Accidents de travail: quels sont les droits du salarié?
L'arrêt dû à un accident du travail n'est pas le même que le classique arrêt maladie. A quoi avez-vous droit?
Le contrat de travail est suspendu de plein droit
Le salarié en CDI bénéficie de la suspension de son contrat pendant tout le temps de son arrêt de travail, quelle que soit sa durée. Il profite notamment de l’ancienneté acquise pour l’application des avantages légaux ou conventionnels. La suspension prend fin après la visite médicale de reprise, faite par le médecin du travail.
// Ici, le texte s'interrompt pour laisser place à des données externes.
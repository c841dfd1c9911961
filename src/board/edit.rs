//! Inline editing of a task title or a column name.

use uuid::Uuid;

use crate::error::ValidationError;

use super::Board;

#[derive(Debug, Clone, Copy, Eq, PartialEq, Hash)]
pub enum EditTarget {
    TaskTitle(Uuid),
    StatusName(Uuid),
}

impl EditTarget {
    pub fn entity(self) -> Uuid {
        match self {
            EditTarget::TaskTitle(id) | EditTarget::StatusName(id) => id,
        }
    }

    fn current_value(self, board: &Board) -> Result<String, ValidationError> {
        match self {
            EditTarget::TaskTitle(id) => board
                .task(id)
                .map(|task| task.title.clone())
                .ok_or(ValidationError::UnknownTask(id)),
            EditTarget::StatusName(id) => board
                .status(id)
                .map(|status| status.name.clone())
                .ok_or(ValidationError::UnknownStatus(id)),
        }
    }

    fn write_value(self, board: &mut Board, value: String) -> bool {
        match self {
            EditTarget::TaskTitle(id) => board.set_task_title(id, value),
            EditTarget::StatusName(id) => board.set_status_name(id, value),
        }
    }

    fn empty_error(self) -> ValidationError {
        match self {
            EditTarget::TaskTitle(_) => ValidationError::EmptyTitle,
            EditTarget::StatusName(_) => ValidationError::EmptyStatusName,
        }
    }
}

#[derive(Debug, Clone, Eq, PartialEq)]
pub struct EditDraft {
    pub target: EditTarget,
    pub draft: String,
    pub original: String,
    /// Latest value for the field received from another client while editing.
    pub remote: Option<String>,
}

#[derive(Debug, Clone, Eq, PartialEq, Default)]
pub enum EditState {
    #[default]
    Viewing,
    Editing(EditDraft),
}

/// Value committed to the board; the caller issues the durable write.
#[derive(Debug, Clone, Eq, PartialEq)]
pub struct EditCommit {
    pub target: EditTarget,
    pub value: String,
    pub previous: String,
}

#[derive(Debug, Clone, Eq, PartialEq)]
pub enum CommitOutcome {
    /// Nothing changed; the editor closed without a write.
    Closed,
    Committed(EditCommit),
}

#[derive(Debug, Default)]
pub struct InlineEditor {
    state: EditState,
}

impl InlineEditor {
    pub fn new() -> Self {
        Self::default()
    }

    pub fn state(&self) -> &EditState {
        &self.state
    }

    pub fn target(&self) -> Option<EditTarget> {
        match &self.state {
            EditState::Editing(draft) => Some(draft.target),
            EditState::Viewing => None,
        }
    }

    pub fn draft(&self) -> Option<&str> {
        match &self.state {
            EditState::Editing(draft) => Some(draft.draft.as_str()),
            EditState::Viewing => None,
        }
    }

    /// Opens the editor seeded with the field's current value. `dragging`
    /// is the task currently held by the drag controller, if any.
    pub fn begin(
        &mut self,
        board: &Board,
        target: EditTarget,
        dragging: Option<Uuid>,
    ) -> Result<(), ValidationError> {
        match self.target() {
            Some(current) if current == target => return Ok(()),
            Some(_) => return Err(ValidationError::EditInProgress),
            None => {}
        }
        if let EditTarget::TaskTitle(id) = target
            && dragging == Some(id)
        {
            return Err(ValidationError::TaskBusy(id));
        }

        let original = target.current_value(board)?;
        self.state = EditState::Editing(EditDraft {
            target,
            draft: original.clone(),
            original,
            remote: None,
        });
        Ok(())
    }

    pub fn set_draft(&mut self, text: impl Into<String>) -> bool {
        match &mut self.state {
            EditState::Editing(draft) => {
                draft.draft = text.into();
                true
            }
            EditState::Viewing => false,
        }
    }

    /// Validates and applies the draft. An empty draft is rejected and the
    /// editor stays open.
    pub fn commit(&mut self, board: &mut Board) -> Result<CommitOutcome, ValidationError> {
        let EditState::Editing(draft) = &self.state else {
            return Ok(CommitOutcome::Closed);
        };
        let target = draft.target;
        let value = draft.draft.trim().to_string();
        if value.is_empty() {
            return Err(target.empty_error());
        }

        let remote = draft.remote.clone();
        let previous = match target.current_value(board) {
            Ok(previous) => previous,
            Err(err) => {
                self.state = EditState::Viewing;
                return Err(err);
            }
        };
        self.state = EditState::Viewing;
        if value == previous {
            // Nothing to write; the held remote value becomes visible.
            if let Some(remote) = remote {
                target.write_value(board, remote);
            }
            return Ok(CommitOutcome::Closed);
        }

        target.write_value(board, value.clone());
        Ok(CommitOutcome::Committed(EditCommit {
            target,
            value,
            previous,
        }))
    }

    /// Discards the draft. A value received from another client while
    /// editing is adopted now.
    pub fn cancel(&mut self, board: &mut Board) -> bool {
        match std::mem::take(&mut self.state) {
            EditState::Editing(draft) => {
                if let Some(remote) = draft.remote {
                    draft.target.write_value(board, remote);
                }
                true
            }
            EditState::Viewing => false,
        }
    }

    /// Focus left the editor: an untouched draft cancels, anything else
    /// commits.
    pub fn blur(&mut self, board: &mut Board) -> Result<CommitOutcome, ValidationError> {
        let unchanged = match &self.state {
            EditState::Editing(draft) => draft.draft.trim() == draft.original.trim(),
            EditState::Viewing => return Ok(CommitOutcome::Closed),
        };
        if unchanged {
            self.cancel(board);
            return Ok(CommitOutcome::Closed);
        }
        self.commit(board)
    }

    /// Remembers the authoritative value of the field under edit.
    pub fn note_remote_value(&mut self, target: EditTarget, value: String) -> bool {
        match &mut self.state {
            EditState::Editing(draft) if draft.target == target => {
                draft.remote = Some(value);
                true
            }
            _ => false,
        }
    }

    /// Closes the editor without a write if it is editing `entity`.
    pub fn invalidate(&mut self, entity: Uuid) -> bool {
        if self.target().map(EditTarget::entity) == Some(entity) {
            self.state = EditState::Viewing;
            return true;
        }
        false
    }
}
Le salarié a droit au reclassement
L’employeur est tenu d’offrir à son salarié l’emploi dont il disposait avant l’accident. S’il y est déclaré inapte, un emploi approprié et aussi comparable que possible à l’emploi précédent doit lui être proposé. Enfin, si le reclassement est impossible, l’employeur doit le licencier en respectant la procédure et en justifiant d’une cause réelle et sérieuse. Le salarié bénéficiera alors d’une indemnité égale au double de l’indemnité légale de licenciement.
Le salarié a droit à une indemnisation complète
La loi assure une prise en charge intégrale des frais médicaux, de la réadaptation fonctionnelle et du reclassement du salarié victime d’un accident de travail, avec en outre le bénéfice d’un système de tiers payant et, en cas d’hospitalisation, d’une exonération du ticket modérateur. Le salarié bénéficie d’indemnités journalières, à compter du jour de l’accident, jusqu’à sa guérison ou sa consolidation.
En cas d’invalidité permanente, il percevra un capital ou, au-delà d’un taux de 10%, une rente.
Enfin, si la faute inexcusable de l’employeur est reconnue, le salarié aura droit à une majoration de la rente, ainsi qu’à la réparation des souffrances morales et physiques et des préjudices esthétiques ou d’agrément.
Définition de l'accident du travail
La loi considère comme accident de travail l’accident survenu par le fait ou à l’occasion du travail.
Pour bénéficier du régime favorable lié, le salarié doit prouver que l’accident est survenu pendant le temps et sur le lieu du travail. Celui-ci est alors présumé être imputable à l’activité professionnelle. Ainsi, un malaise cardiaque ou une lombalgie peuvent entrer dans ce cadre, parce qu’apparus alors que le salarié était à son poste.